With an oeuvre that rich, it's about time for Prisoners of Love's modest mid-career retrospective: Spanning 1985's self-released 7" to 2003's Matador-era gems, the selections are mostly solid (and ex-Forced Exposure editor Byron Coley's nudist-camp liner notes a hoot), but if you own it all, why bother? Well, the 26 tracks (a third limited-edition disc of rarities rockets the number to 42) are arranged sonically, not according to a sequential timeline. Cravers of clear-cut histories might chaff, but the approach creates enjoyable juxtapositions. For instance, 2000's "Our Way To Fall" finds its drifting notations coat-tailed by 1993's spiraling guitar lope "From A Motel 6," etc.

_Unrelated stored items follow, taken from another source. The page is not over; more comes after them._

//! Promo eligibility and discount math.
//!
//! Pure functions over a loaded `Promo` - no store access.

use chrono::{DateTime, Utc};
use rust_decimal::Decimal;
use serde::Serialize;

use crate::money::positive;

use super::models::{DiscountType, Promo, PromoStatus};

/// Why a promo cannot be redeemed, in gate order
#[derive(Debug, Clone, PartialEq)]
pub enum PromoRejection {
    NotFound,
    NotAvailable,
    Status(PromoStatus),
    NotStarted,
    Expired,
    MinimumOrder(Decimal),
    UsageLimitReached,
}

impl std::fmt::Display for PromoRejection {
    fn fmt(&self, f: &mut std::fmt::Formatter<'_>) -> std::fmt::Result {
        match self {
            PromoRejection::NotFound => write!(f, "Promo not found"),
            PromoRejection::NotAvailable => write!(f, "Promo is not available"),
            PromoRejection::Status(status) => write!(f, "Promo is {}", status),
            PromoRejection::NotStarted => write!(f, "Promo not yet started"),
            PromoRejection::Expired => write!(f, "Promo has expired"),
            PromoRejection::MinimumOrder(value) => {
                write!(f, "Minimum order value {} required", value.normalize())
            }
            PromoRejection::UsageLimitReached => write!(f, "Promo usage limit reached"),
        }
    }
}

/// Outcome of a promo validation
#[derive(Debug, Clone, PartialEq, Serialize)]
pub struct PromoValidation {
    pub valid: bool,
    #[serde(skip_serializing_if = "Option::is_none")]
    pub message: Option<String>,
    #[serde(skip_serializing_if = "Option::is_none")]
    pub discount: Option<Decimal>,
}

impl PromoValidation {
    pub fn accepted(discount: Decimal) -> Self {
        Self {
            valid: true,
            message: None,
            discount: Some(discount),
        }
    }

    pub fn rejected(reason: &PromoRejection) -> Self {
        Self {
            valid: false,
            message: Some(reason.to_string()),
            discount: None,
        }
    }
}

/// Discount for an order amount.
///
/// Fixed and free-shipping promos return the flat `discount` even when it
/// exceeds the order amount.
pub fn compute_discount(promo: &Promo, order_amount: Decimal) -> Decimal {
    match promo.discount_type {
        DiscountType::Percentage => {
            let discount = order_amount * promo.discount_percentage / Decimal::ONE_HUNDRED;
            match positive(promo.max_discount_value) {
                Some(cap) if discount > cap => cap,
                _ => discount,
            }
        }
        DiscountType::FixedAmount | DiscountType::FreeShipping => promo.discount,
    }
}

/// Run the eligibility gates; the first failing gate decides.
///
/// The status gate reads the stored status. The window and usage gates read
/// the raw fields, so a promo whose stored status went stale is still caught.
pub fn check_gates(
    promo: &Promo,
    order_amount: Decimal,
    now: DateTime<Utc>,
) -> Result<(), PromoRejection> {
    if !promo.availability {
        return Err(PromoRejection::NotAvailable);
    }
    if promo.status != PromoStatus::Active {
        return Err(PromoRejection::Status(promo.status));
    }
    if !promo.validity_period.has_started(now) {
        return Err(PromoRejection::NotStarted);
    }
    if promo.validity_period.has_ended(now) {
        return Err(PromoRejection::Expired);
    }
    if let Some(minimum) = promo.minimum_order() {
        if order_amount < minimum {
            return Err(PromoRejection::MinimumOrder(minimum));
        }
    }
    if promo.cap_reached() {
        return Err(PromoRejection::UsageLimitReached);
    }
    Ok(())
}

/// Gates plus discount for an optional promo lookup result
pub fn evaluate(
    promo: Option<&Promo>,
    order_amount: Decimal,
    now: DateTime<Utc>,
) -> Result<Decimal, PromoRejection> {
    let promo = promo.ok_or(PromoRejection::NotFound)?;
    check_gates(promo, order_amount, now)?;
    Ok(compute_discount(promo, order_amount))
}

/// Record one redemption on a promo whose cap has already been checked.
///
/// Reaching the cap switches the promo off.
pub fn record_usage(
    promo: &mut Promo,
    discount: Decimal,
    order_amount: Decimal,
    now: DateTime<Utc>,
) {
    promo.usage += 1;
    promo.total_usage += 1;
    promo.total_discount += discount;
    promo.total_revenue += order_amount;
    promo.avg_discount_per_order = promo.total_discount / Decimal::from(promo.total_usage);
    if promo.cap_reached() {
        promo.status = PromoStatus::Inactive;
        promo.availability = false;
    }
    promo.updated_at = now;
}

/// Aggregate redemption statistics across all promos
#[derive(Debug, Clone, Default, PartialEq, Serialize)]
pub struct PromoStats {
    pub total_promos: i64,
    pub total_discount_given: Decimal,
    pub total_usage: i64,
    /// Mean of each promo's own average, not a usage-weighted mean
    pub avg_discount_per_order: Decimal,
    pub active_promos: i64,
    pub expired_promos: i64,
}

pub fn aggregate_stats(promos: &[Promo], now: DateTime<Utc>) -> PromoStats {
    let mut stats = PromoStats {
        total_promos: promos.len() as i64,
        ..Default::default()
    };
    let mut avg_sum = Decimal::ZERO;

    for promo in promos {
        stats.total_discount_given += promo.total_discount;
        stats.total_usage += promo.total_usage;
        avg_sum += promo.avg_discount_per_order;
        match promo.effective_status(now) {
            PromoStatus::Active => stats.active_promos += 1,
            PromoStatus::Expired => stats.expired_promos += 1,
            PromoStatus::Inactive => {}
        }
    }

    stats.avg_discount_per_order = avg_sum / Decimal::from(stats.total_promos.max(1));
    stats
}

Then there's the bonus disc, accompanied by Kaplan's handwritten track-by-track background anecdotes. Though much of the material is available to hardcore collectors, those of us with less time on our hands will appreciate such hard-to-find gems as an acoustic version of Electr-O-Pura's "Tom Cortenay," a radio-show take on "Decora," a loopy remix of "Autumn Sweater" by My Bloody Valentine's Kevin Shields, a "Big Day Coming" demo, and a serene take on Sun Ra's "Dreaming," sung by Hubley.
Not all the covers work (Stevie Nicks?) and some of the proper album's wankier experiments could've been jettisoned for sharper nuggets, but whenever a dud shows up, it's so quickly and thoroughly engulfed by the cozy racket that follows that one will hardly find time to complain.